(Stored data entries)

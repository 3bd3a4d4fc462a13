// ── Software framebuffer ──────────────────────────────────────────────────────
//
// A plain RGBA8 pixel grid with the handful of primitives the game view
// needs: filled rectangles, vertical wall strips, circles and lines. Pixels
// are `Pod`, so the whole buffer can be handed to an uploader or encoder as
// bytes without copying.

use std::path::Path;

use crate::error::Result;

// ── Color ─────────────────────────────────────────────────────────────────────

#[repr(C)]
#[derive(Copy, Clone, Debug, PartialEq, Eq, Default, bytemuck::Pod, bytemuck::Zeroable)]
pub struct Color(pub [u8; 4]);

impl Color {
    pub const WHITE: Self = Self([255, 255, 255, 255]);
    pub const BLACK: Self = Self([0, 0, 0, 255]);
    pub const RED: Self = Self([255, 0, 0, 255]);
    pub const GREEN: Self = Self([0, 228, 48, 255]);
    pub const BLUE: Self = Self([0, 121, 241, 255]);
    pub const YELLOW: Self = Self([253, 249, 0, 255]);
    pub const GOLD: Self = Self([255, 203, 0, 255]);

    pub const fn rgb(r: u8, g: u8, b: u8) -> Self {
        Self([r, g, b, 255])
    }

    pub const fn rgba(r: u8, g: u8, b: u8, a: u8) -> Self {
        Self([r, g, b, a])
    }

    /// Scale the colour channels toward black by `fog ∈ [0, 1]`.
    pub fn fogged(self, fog: f32) -> Self {
        let k = 1.0 - fog.clamp(0.0, 1.0);
        let [r, g, b, a] = self.0;
        Self([
            (r as f32 * k) as u8,
            (g as f32 * k) as u8,
            (b as f32 * k) as u8,
            a,
        ])
    }

    /// Source-over blend of `self` onto `dst`, using `self`'s alpha.
    fn over(self, dst: Color) -> Color {
        let a = self.0[3] as u16;
        if a == 255 {
            return self;
        }
        let mix = |s: u8, d: u8| ((s as u16 * a + d as u16 * (255 - a)) / 255) as u8;
        Color([
            mix(self.0[0], dst.0[0]),
            mix(self.0[1], dst.0[1]),
            mix(self.0[2], dst.0[2]),
            255,
        ])
    }
}

// ── Framebuffer ───────────────────────────────────────────────────────────────

/// Pixel count of a `width` x `height` buffer, computed without `u32` overflow.
#[inline]
fn pixel_count(width: u32, height: u32) -> usize {
    width as usize * height as usize
}

pub struct Framebuffer {
    width: u32,
    height: u32,
    pixels: Vec<Color>,
}

impl Framebuffer {
    pub fn new(width: u32, height: u32) -> Self {
        Self { width, height, pixels: vec![Color::BLACK; pixel_count(width, height)] }
    }

    pub fn width(&self) -> u32 { self.width }
    pub fn height(&self) -> u32 { self.height }

    pub fn pixels(&self) -> &[Color] {
        &self.pixels
    }

    /// Raw RGBA8 bytes, row-major, top row first.
    pub fn as_bytes(&self) -> &[u8] {
        bytemuck::cast_slice(&self.pixels)
    }

    pub fn get(&self, x: u32, y: u32) -> Option<Color> {
        if x < self.width && y < self.height {
            Some(self.pixels[y as usize * self.width as usize + x as usize])
        } else {
            None
        }
    }

    pub fn clear(&mut self, color: Color) {
        self.pixels.fill(color);
    }

    /// Blend one pixel; coordinates outside the buffer are ignored.
    #[inline]
    pub fn put(&mut self, x: i32, y: i32, color: Color) {
        if x < 0 || y < 0 || x >= self.width as i32 || y >= self.height as i32 {
            return;
        }
        let idx = y as usize * self.width as usize + x as usize;
        self.pixels[idx] = color.over(self.pixels[idx]);
    }

    /// Filled rectangle, clipped to the buffer.
    pub fn fill_rect(&mut self, x: i32, y: i32, w: i32, h: i32, color: Color) {
        let x0 = x.max(0);
        let y0 = y.max(0);
        let x1 = (x + w).min(self.width as i32);
        let y1 = (y + h).min(self.height as i32);
        for py in y0..y1 {
            for px in x0..x1 {
                self.put(px, py, color);
            }
        }
    }

    /// Vertical strip from `y0` to `y1` inclusive in column `x`.
    pub fn vline(&mut self, x: i32, y0: i32, y1: i32, color: Color) {
        let (lo, hi) = if y0 <= y1 { (y0, y1) } else { (y1, y0) };
        for y in lo.max(0)..=hi.min(self.height as i32 - 1) {
            self.put(x, y, color);
        }
    }

    pub fn fill_circle(&mut self, cx: i32, cy: i32, radius: i32, color: Color) {
        let r_sq = radius * radius;
        for dy in -radius..=radius {
            for dx in -radius..=radius {
                if dx * dx + dy * dy <= r_sq {
                    self.put(cx + dx, cy + dy, color);
                }
            }
        }
    }

    /// Bresenham line including both endpoints.
    pub fn line(&mut self, x1: i32, y1: i32, x2: i32, y2: i32, color: Color) {
        let dx = (x2 - x1).abs();
        let dy = (y2 - y1).abs();
        let sx = if x1 < x2 { 1 } else { -1 };
        let sy = if y1 < y2 { 1 } else { -1 };

        let mut x = x1;
        let mut y = y1;
        let mut err = dx - dy;

        loop {
            self.put(x, y, color);

            if x == x2 && y == y2 {
                break;
            }

            let e2 = 2 * err;

            if e2 > -dy {
                err -= dy;
                x += sx;
            }

            if e2 < dx {
                err += dx;
                y += sy;
            }
        }
    }

    /// Nested rectangle outlines fading in from the edges.
    pub fn vignette(&mut self, depth: i32, color: Color, alpha_step: f32) {
        let (w, h) = (self.width as i32, self.height as i32);
        for i in 0..depth {
            let alpha = ((depth - i) as f32 * alpha_step).min(255.0) as u8;
            let c = Color::rgba(color.0[0], color.0[1], color.0[2], alpha);
            self.fill_rect(i, i, w - 2 * i, 1, c);
            self.fill_rect(i, h - 1 - i, w - 2 * i, 1, c);
            self.fill_rect(i, i + 1, 1, h - 2 * i - 2, c);
            self.fill_rect(w - 1 - i, i + 1, 1, h - 2 * i - 2, c);
        }
    }

    /// Encode the buffer as a PNG file.
    pub fn save_png(&self, path: impl AsRef<Path>) -> Result<()> {
        image::save_buffer(
            path,
            self.as_bytes(),
            self.width,
            self.height,
            image::ExtendedColorType::Rgba8,
        )?;
        Ok(())
    }
}

#[cfg(test)]
mod tests {
    use super::*;

    #[test]
    fn fog_scales_channels() {
        let c = Color::rgb(120, 70, 70).fogged(0.5);
        assert_eq!(c, Color::rgb(60, 35, 35));
        assert_eq!(Color::rgb(120, 70, 70).fogged(2.0), Color::rgb(0, 0, 0));
    }

    #[test]
    fn put_out_of_bounds_is_ignored() {
        let mut fb = Framebuffer::new(4, 4);
        fb.put(-1, 0, Color::WHITE);
        fb.put(4, 4, Color::WHITE);
        assert!(fb.pixels().iter().all(|&p| p == Color::BLACK));
    }

    #[test]
    fn bytes_are_rgba() {
        let mut fb = Framebuffer::new(1, 1);
        fb.clear(Color::rgb(1, 2, 3));
        assert_eq!(fb.as_bytes(), &[1, 2, 3, 255]);
    }

    #[test]
    #[cfg(target_pointer_width = "64")]
    fn pixel_count_does_not_wrap() {
        assert_eq!(pixel_count(70_000, 70_000), 4_900_000_000);
        assert_eq!(Framebuffer::new(7, 3).pixels().len(), 21);
    }
}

About this exercise:
Return all of the data precisely as it appears.

Your response:
repository 3bd3a4d4fc462a13
// ── Software framebuffer ──────────────────────────────────────────────────────
//
// A plain RGBA8 pixel grid with the handful of primitives the game view
// needs: filled rectangles, vertical wall strips, circles and lines. Pixels
// are `Pod`, so the whole buffer can be handed to an uploader or encoder as
// bytes without copying.

use std::path::Path;

use crate::error::Result;

// ── Color ─────────────────────────────────────────────────────────────────────

#[repr(C)]
#[derive(Copy, Clone, Debug, PartialEq, Eq, Default, bytemuck::Pod, bytemuck::Zeroable)]
pub struct Color(pub [u8; 4]);

impl Color {
    pub const WHITE: Self = Self([255, 255, 255, 255]);
    pub const BLACK: Self = Self([0, 0, 0, 255]);
    pub const RED: Self = Self([255, 0, 0, 255]);
    pub const GREEN: Self = Self([0, 228, 48, 255]);
    pub const BLUE: Self = Self([0, 121, 241, 255]);
    pub const YELLOW: Self = Self([253, 249, 0, 255]);
    pub const GOLD: Self = Self([255, 203, 0, 255]);

    pub const fn rgb(r: u8, g: u8, b: u8) -> Self {
        Self([r, g, b, 255])
    }

    pub const fn rgba(r: u8, g: u8, b: u8, a: u8) -> Self {
        Self([r, g, b, a])
    }

    /// Scale the colour channels toward black by `fog ∈ [0, 1]`.
    pub fn fogged(self, fog: f32) -> Self {
        let k = 1.0 - fog.clamp(0.0, 1.0);
        let [r, g, b, a] = self.0;
        Self([
            (r as f32 * k) as u8,
            (g as f32 * k) as u8,
            (b as f32 * k) as u8,
            a,
        ])
    }

    /// Source-over blend of `self` onto `dst`, using `self`'s alpha.
    fn over(self, dst: Color) -> Color {
        let a = self.0[3] as u16;
        if a == 255 {
            return self;
        }
        let mix = |s: u8, d: u8| ((s as u16 * a + d as u16 * (255 - a)) / 255) as u8;
        Color([
            mix(self.0[0], dst.0[0]),
            mix(self.0[1], dst.0[1]),
            mix(self.0[2], dst.0[2]),
            255,
        ])
    }
}

// ── Framebuffer ───────────────────────────────────────────────────────────────

/// Pixel count of a `width` x `height` buffer, computed without `u32` overflow.
#[inline]
fn pixel_count(width: u32, height: u32) -> usize {
    width as usize * height as usize
}

pub struct Framebuffer {
    width: u32,
    height: u32,
    pixels: Vec<Color>,
}

impl Framebuffer {
    pub fn new(width: u32, height: u32) -> Self {
        Self { width, height, pixels: vec![Color::BLACK; pixel_count(width, height)] }
    }

    pub fn width(&self) -> u32 { self.width }
    pub fn height(&self) -> u32 { self.height }

    pub fn pixels(&self) -> &[Color] {
        &self.pixels
    }

    /// Raw RGBA8 bytes, row-major, top row first.
    pub fn as_bytes(&self) -> &[u8] {
        bytemuck::cast_slice(&self.pixels)
    }

    pub fn get(&self, x: u32, y: u32) -> Option<Color> {
        if x < self.width && y < self.height {
            Some(self.pixels[y as usize * self.width as usize + x as usize])
        } else {
            None
        }
    }

    pub fn clear(&mut self, color: Color) {
        self.pixels.fill(color);
    }

    /// Blend one pixel; coordinates outside the buffer are ignored.
    #[inline]
    pub fn put(&mut self, x: i32, y: i32, color: Color) {
        if x < 0 || y < 0 || x >= self.width as i32 || y >= self.height as i32 {
            return;
        }
        let idx = y as usize * self.width as usize + x as usize;
        self.pixels[idx] = color.over(self.pixels[idx]);
    }

    /// Filled rectangle, clipped to the buffer.
    pub fn fill_rect(&mut self, x: i32, y: i32, w: i32, h: i32, color: Color) {
        let x0 = x.max(0);
        let y0 = y.max(0);
        let x1 = (x + w).min(self.width as i32);
        let y1 = (y + h).min(self.height as i32);
        for py in y0..y1 {
            for px in x0..x1 {
                self.put(px, py, color);
            }
        }
    }

    /// Vertical strip from `y0` to `y1` inclusive in column `x`.
    pub fn vline(&mut self, x: i32, y0: i32, y1: i32, color: Color) {
        let (lo, hi) = if y0 <= y1 { (y0, y1) } else { (y1, y0) };
        for y in lo.max(0)..=hi.min(self.height as i32 - 1) {
            self.put(x, y, color);
        }
    }

    pub fn fill_circle(&mut self, cx: i32, cy: i32, radius: i32, color: Color) {
        let r_sq = radius * radius;
        for dy in -radius..=radius {
            for dx in -radius..=radius {
                if dx * dx + dy * dy <= r_sq {
                    self.put(cx + dx, cy + dy, color);
                }
            }
        }
    }

    /// Bresenham line including both endpoints.
    pub fn line(&mut self, x1: i32, y1: i32, x2: i32, y2: i32, color: Color) {
        let dx = (x2 - x1).abs();
        let dy = (y2 - y1).abs();
        let sx = if x1 < x2 { 1 } else { -1 };
        let sy = if y1 < y2 { 1 } else { -1 };

        let mut x = x1;
        let mut y = y1;
        let mut err = dx - dy;

        loop {
            self.put(x, y, color);

            if x == x2 && y == y2 {
                break;
            }

            let e2 = 2 * err;

            if e2 > -dy {
                err -= dy;
                x += sx;
            }

            if e2 < dx {
                err += dx;
                y += sy;
            }
        }
    }

    /// Nested rectangle outlines fading in from the edges.
    pub fn vignette(&mut self, depth: i32, color: Color, alpha_step: f32) {
        let (w, h) = (self.width as i32, self.height as i32);
        for i in 0..depth {
            let alpha = ((depth - i) as f32 * alpha_step).min(255.0) as u8;
            let c = Color::rgba(color.0[0], color.0[1], color.0[2], alpha);
            self.fill_rect(i, i, w - 2 * i, 1, c);
            self.fill_rect(i, h - 1 - i, w - 2 * i, 1, c);
            self.fill_rect(i, i + 1, 1, h - 2 * i - 2, c);
            self.fill_rect(w - 1 - i, i + 1, 1, h - 2 * i - 2, c);
        }
    }

    /// Encode the buffer as a PNG file.
    pub fn save_png(&self, path: impl AsRef<Path>) -> Result<()> {
        image::save_buffer(
            path,
            self.as_bytes(),
            self.width,
            self.height,
            image::ExtendedColorType::Rgba8,
        )?;
        Ok(())
    }
}

#[cfg(test)]
mod tests {
    use super::*;

    #[test]
    fn fog_scales_channels() {
        let c = Color::rgb(120, 70, 70).fogged(0.5);
        assert_eq!(c, Color::rgb(60, 35, 35));
        assert_eq!(Color::rgb(120, 70, 70).fogged(2.0), Color::rgb(0, 0, 0));
    }

    #[test]
    fn put_out_of_bounds_is_ignored() {
        let mut fb = Framebuffer::new(4, 4);
        fb.put(-1, 0, Color::WHITE);
        fb.put(4, 4, Color::WHITE);
        assert!(fb.pixels().iter().all(|&p| p == Color::BLACK));
    }

    #[test]
    fn bytes_are_rgba() {
        let mut fb = Framebuffer::new(1, 1);
        fb.clear(Color::rgb(1, 2, 3));
        assert_eq!(fb.as_bytes(), &[1, 2, 3, 255]);
    }

    #[test]
    #[cfg(target_pointer_width = "64")]
    fn pixel_count_does_not_wrap() {
        assert_eq!(pixel_count(70_000, 70_000), 4_900_000_000);
        assert_eq!(Framebuffer::new(7, 3).pixels().len(), 21);
    }
}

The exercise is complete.